//! Form field rules shared by the sign-up/settings screens and the API.

use pulse_types::api::FieldError;

pub const USERNAME_MIN: usize = 3;
pub const USERNAME_MAX: usize = 32;
pub const PASSWORD_MIN: usize = 8;

fn field(name: &str, message: &str) -> FieldError {
    FieldError {
        field: name.to_string(),
        message: message.to_string(),
    }
}

pub fn validate_username(username: &str) -> Result<(), FieldError> {
    let len = username.chars().count();
    if !(USERNAME_MIN..=USERNAME_MAX).contains(&len) {
        return Err(field("username", "Username must be 3 to 32 characters"));
    }
    if !username
        .chars()
        .all(|c| c.is_ascii_alphanumeric() || matches!(c, '_' | '-' | '.'))
    {
        return Err(field(
            "username",
            "Username may only contain letters, digits, '_', '-' and '.'",
        ));
    }
    Ok(())
}

/// Shape check only: one `@`, non-empty local part, dotted domain.
pub fn validate_email(email: &str) -> Result<(), FieldError> {
    let invalid = || field("email", "Enter a valid email address");
    let (local, domain) = email.split_once('@').ok_or_else(invalid)?;
    if local.is_empty() || domain.contains('@') || email.chars().any(char::is_whitespace) {
        return Err(invalid());
    }
    match domain.rsplit_once('.') {
        Some((host, tld)) if !host.is_empty() && !tld.is_empty() => Ok(()),
        _ => Err(invalid()),
    }
}

pub fn validate_password(password: &str) -> Result<(), FieldError> {
    if password.chars().count() < PASSWORD_MIN {
        return Err(field("password", "Password must be at least 8 characters"));
    }
    Ok(())
}

pub fn validate_confirmation(password: &str, confirmation: &str) -> Result<(), FieldError> {
    if password != confirmation {
        return Err(field("confirm_password", "Passwords do not match"));
    }
    Ok(())
}

/// Check a whole sign-up form, reporting every failing field.
pub fn validate_signup(email: &str, password: &str, confirmation: &str, username: &str) -> Vec<FieldError> {
    [
        validate_email(email),
        validate_password(password),
        validate_confirmation(password, confirmation),
        validate_username(username),
    ]
    .into_iter()
    .filter_map(Result::err)
    .collect()
}

#[cfg(test)]
mod tests {
    use super::*;

    #[test]
    fn test_email_shapes() {
        assert!(validate_email("dana@example.com").is_ok());
        for bad in ["dana", "@example.com", "dana@example", "dana@@example.com", "da na@example.com", "dana@.com"] {
            assert!(validate_email(bad).is_err(), "{bad}");
        }
    }

    #[test]
    fn test_username_rules() {
        assert!(validate_username("dana_k").is_ok());
        assert!(validate_username("da").is_err());
        assert!(validate_username(&"x".repeat(33)).is_err());
        assert!(validate_username("dana k").is_err());
    }

    #[test]
    fn test_signup_reports_each_field() {
        let errors = validate_signup("nope", "short", "shorter", "ok_name");
        let fields: Vec<&str> = errors.iter().map(|e| e.field.as_str()).collect();
        assert_eq!(fields, vec!["email", "password", "confirm_password"]);
        assert!(validate_signup("dana@example.com", "hunter22", "hunter22", "dana").is_empty());
    }
}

• **EXERCISE**
Look through the listing and return each line containing the word "example".

• **WRITTEN REPLY**
        assert!(validate_email("dana@example.com").is_ok());
        for bad in ["dana", "@example.com", "dana@example", "dana@@example.com", "da na@example.com", "dana@.com"] {
        assert!(validate_signup("dana@example.com", "hunter22", "hunter22", "dana").is_empty());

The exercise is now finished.